Task item → If a line in the records below contains the word "instrument", copy it.

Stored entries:
Segment Open

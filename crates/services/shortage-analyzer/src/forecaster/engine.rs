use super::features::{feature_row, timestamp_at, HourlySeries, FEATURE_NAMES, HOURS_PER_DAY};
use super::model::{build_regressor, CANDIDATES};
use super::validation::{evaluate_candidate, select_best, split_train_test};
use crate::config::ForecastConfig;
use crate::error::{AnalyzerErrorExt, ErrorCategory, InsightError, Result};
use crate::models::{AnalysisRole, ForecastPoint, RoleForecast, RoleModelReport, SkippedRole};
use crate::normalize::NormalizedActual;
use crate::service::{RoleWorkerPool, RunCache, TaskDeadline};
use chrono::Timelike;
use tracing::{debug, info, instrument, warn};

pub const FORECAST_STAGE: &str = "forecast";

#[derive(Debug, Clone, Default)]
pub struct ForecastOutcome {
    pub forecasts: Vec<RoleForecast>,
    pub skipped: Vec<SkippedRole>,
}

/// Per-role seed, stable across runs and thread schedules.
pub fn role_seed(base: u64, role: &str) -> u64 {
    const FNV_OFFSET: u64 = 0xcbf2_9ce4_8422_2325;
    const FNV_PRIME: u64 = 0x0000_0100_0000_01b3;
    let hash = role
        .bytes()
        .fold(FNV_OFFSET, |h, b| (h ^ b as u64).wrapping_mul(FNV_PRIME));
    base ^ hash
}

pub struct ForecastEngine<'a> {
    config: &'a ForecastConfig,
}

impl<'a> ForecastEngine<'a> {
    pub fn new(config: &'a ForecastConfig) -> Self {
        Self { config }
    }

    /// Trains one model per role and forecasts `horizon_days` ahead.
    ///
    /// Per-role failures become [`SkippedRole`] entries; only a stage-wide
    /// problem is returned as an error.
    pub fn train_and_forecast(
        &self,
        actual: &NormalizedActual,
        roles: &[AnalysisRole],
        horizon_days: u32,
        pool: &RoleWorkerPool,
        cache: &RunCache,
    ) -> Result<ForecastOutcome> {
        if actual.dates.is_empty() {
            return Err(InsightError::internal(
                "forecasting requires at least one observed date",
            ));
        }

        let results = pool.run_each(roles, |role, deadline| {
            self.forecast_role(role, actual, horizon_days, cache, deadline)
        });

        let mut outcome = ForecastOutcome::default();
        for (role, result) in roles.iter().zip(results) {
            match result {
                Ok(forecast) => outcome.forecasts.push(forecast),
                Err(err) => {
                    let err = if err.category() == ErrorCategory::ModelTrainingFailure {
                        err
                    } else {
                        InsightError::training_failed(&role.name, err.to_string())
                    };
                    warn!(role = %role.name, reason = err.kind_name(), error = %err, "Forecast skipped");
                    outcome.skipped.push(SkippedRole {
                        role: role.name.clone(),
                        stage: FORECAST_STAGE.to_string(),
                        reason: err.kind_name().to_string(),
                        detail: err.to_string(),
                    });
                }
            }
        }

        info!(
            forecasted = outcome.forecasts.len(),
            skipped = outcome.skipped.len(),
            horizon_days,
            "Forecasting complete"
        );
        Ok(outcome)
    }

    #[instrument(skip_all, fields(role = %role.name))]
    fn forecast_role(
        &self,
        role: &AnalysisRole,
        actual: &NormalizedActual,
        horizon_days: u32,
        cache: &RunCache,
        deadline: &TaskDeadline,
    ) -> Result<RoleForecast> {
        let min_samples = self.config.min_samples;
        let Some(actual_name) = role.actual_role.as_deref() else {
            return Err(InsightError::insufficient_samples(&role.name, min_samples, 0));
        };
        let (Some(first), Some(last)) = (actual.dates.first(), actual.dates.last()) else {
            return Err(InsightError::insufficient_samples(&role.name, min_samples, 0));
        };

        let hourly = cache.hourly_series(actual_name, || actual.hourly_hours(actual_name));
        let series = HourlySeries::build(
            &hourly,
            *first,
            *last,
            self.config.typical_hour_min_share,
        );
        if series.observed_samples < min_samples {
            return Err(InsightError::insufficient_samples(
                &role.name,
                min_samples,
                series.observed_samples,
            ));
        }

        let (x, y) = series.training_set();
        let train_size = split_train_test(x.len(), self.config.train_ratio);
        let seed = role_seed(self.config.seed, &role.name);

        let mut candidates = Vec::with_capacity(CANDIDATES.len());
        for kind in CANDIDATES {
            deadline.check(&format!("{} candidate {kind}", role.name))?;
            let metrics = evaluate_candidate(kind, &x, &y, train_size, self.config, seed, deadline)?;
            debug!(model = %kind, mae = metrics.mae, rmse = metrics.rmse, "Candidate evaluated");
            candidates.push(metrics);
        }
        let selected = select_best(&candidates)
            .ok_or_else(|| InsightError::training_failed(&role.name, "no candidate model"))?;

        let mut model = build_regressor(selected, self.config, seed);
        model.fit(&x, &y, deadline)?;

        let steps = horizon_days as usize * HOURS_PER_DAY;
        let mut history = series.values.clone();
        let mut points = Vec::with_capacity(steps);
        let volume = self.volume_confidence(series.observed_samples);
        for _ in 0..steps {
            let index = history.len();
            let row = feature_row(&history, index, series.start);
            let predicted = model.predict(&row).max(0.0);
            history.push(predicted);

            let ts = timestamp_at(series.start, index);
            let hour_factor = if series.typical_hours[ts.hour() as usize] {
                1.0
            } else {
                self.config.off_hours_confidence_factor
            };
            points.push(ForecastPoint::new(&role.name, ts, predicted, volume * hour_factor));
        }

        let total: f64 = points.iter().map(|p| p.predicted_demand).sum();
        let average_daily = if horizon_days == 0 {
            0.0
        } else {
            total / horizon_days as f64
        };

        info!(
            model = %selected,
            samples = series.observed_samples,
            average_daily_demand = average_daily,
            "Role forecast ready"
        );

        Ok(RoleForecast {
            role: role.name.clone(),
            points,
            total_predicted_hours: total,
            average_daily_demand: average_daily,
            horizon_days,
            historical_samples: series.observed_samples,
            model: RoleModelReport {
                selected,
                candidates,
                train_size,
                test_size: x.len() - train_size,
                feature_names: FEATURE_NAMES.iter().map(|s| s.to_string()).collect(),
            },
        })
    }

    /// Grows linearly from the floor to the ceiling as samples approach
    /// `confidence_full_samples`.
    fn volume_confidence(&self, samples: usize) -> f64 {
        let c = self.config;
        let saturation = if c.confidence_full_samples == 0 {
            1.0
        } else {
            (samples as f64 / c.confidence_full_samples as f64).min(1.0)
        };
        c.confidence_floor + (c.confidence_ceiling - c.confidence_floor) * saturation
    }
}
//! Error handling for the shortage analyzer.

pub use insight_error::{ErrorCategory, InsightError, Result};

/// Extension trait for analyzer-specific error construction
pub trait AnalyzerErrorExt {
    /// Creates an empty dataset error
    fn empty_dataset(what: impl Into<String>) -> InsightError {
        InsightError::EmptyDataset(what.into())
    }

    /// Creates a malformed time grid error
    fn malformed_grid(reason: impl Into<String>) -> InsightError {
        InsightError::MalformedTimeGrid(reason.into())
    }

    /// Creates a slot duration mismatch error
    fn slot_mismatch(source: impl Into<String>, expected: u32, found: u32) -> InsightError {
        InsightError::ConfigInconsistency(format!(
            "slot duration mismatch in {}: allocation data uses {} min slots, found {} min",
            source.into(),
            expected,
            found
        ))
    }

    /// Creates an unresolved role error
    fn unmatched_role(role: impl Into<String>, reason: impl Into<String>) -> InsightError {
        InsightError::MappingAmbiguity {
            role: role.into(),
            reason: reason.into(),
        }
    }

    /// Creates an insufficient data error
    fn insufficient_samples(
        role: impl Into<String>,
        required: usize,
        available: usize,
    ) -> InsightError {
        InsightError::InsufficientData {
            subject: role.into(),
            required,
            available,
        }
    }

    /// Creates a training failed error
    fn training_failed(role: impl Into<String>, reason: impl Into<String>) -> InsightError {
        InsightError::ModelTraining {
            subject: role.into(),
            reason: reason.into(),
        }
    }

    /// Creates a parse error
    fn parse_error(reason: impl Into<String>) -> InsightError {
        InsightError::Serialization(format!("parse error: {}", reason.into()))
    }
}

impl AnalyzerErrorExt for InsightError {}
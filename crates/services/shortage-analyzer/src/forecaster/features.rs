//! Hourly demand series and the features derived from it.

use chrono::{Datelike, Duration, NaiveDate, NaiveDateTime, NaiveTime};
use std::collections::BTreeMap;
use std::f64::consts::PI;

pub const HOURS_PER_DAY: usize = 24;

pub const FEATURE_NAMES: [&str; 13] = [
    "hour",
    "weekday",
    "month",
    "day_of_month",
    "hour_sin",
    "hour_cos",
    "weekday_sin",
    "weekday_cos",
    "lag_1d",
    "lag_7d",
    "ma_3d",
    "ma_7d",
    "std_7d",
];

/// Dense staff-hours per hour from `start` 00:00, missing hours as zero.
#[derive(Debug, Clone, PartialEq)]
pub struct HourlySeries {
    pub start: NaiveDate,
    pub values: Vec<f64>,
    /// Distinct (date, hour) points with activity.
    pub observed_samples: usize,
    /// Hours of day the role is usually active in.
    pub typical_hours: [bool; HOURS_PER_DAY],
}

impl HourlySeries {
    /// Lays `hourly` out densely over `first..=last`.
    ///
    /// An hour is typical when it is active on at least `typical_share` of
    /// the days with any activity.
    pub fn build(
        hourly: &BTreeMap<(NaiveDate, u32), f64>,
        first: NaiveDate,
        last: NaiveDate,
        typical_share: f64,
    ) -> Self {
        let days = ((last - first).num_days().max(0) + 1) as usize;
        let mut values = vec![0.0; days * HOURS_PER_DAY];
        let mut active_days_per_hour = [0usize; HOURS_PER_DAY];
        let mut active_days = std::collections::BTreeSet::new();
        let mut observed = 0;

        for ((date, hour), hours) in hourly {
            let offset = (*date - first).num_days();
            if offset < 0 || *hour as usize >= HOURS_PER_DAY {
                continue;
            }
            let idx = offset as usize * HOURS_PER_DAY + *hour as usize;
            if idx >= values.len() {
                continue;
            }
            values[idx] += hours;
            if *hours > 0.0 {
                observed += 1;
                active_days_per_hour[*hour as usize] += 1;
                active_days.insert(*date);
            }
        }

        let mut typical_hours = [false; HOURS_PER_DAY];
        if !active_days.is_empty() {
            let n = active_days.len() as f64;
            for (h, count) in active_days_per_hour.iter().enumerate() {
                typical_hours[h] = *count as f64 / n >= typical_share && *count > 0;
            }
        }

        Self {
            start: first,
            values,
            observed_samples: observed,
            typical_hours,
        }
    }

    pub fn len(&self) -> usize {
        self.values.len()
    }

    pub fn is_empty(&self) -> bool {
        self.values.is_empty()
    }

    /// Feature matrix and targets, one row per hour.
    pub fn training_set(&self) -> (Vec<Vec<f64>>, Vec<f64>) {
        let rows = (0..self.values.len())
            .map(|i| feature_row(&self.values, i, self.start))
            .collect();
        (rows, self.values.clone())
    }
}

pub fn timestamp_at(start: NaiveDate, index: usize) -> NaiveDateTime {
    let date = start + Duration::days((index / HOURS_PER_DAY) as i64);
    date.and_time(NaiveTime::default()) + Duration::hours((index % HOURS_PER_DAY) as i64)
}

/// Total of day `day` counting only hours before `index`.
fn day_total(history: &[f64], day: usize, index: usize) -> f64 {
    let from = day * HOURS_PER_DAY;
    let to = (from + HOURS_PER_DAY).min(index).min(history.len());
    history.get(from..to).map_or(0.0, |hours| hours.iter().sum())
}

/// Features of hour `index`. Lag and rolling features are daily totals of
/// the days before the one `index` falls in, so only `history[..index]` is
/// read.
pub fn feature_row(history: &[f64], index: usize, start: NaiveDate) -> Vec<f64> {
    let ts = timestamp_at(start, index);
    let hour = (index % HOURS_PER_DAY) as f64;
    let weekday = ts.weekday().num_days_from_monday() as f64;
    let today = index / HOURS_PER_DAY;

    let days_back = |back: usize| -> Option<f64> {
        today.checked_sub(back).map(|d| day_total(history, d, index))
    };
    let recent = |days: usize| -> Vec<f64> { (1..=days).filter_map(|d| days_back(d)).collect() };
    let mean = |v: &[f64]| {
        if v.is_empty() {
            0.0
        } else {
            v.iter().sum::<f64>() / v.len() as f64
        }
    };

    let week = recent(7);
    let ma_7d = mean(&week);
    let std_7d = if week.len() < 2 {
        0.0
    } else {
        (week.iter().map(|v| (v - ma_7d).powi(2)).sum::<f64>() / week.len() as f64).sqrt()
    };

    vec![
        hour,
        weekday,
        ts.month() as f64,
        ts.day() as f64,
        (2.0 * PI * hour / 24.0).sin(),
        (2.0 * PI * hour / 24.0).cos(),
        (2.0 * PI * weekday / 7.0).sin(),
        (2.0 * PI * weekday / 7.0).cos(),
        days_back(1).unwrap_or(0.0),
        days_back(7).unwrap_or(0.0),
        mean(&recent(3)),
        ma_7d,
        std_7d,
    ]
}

Segment Closed

Output of the task →
use tracing::{debug, info, instrument, warn};
    #[instrument(skip_all, fields(role = %role.name))]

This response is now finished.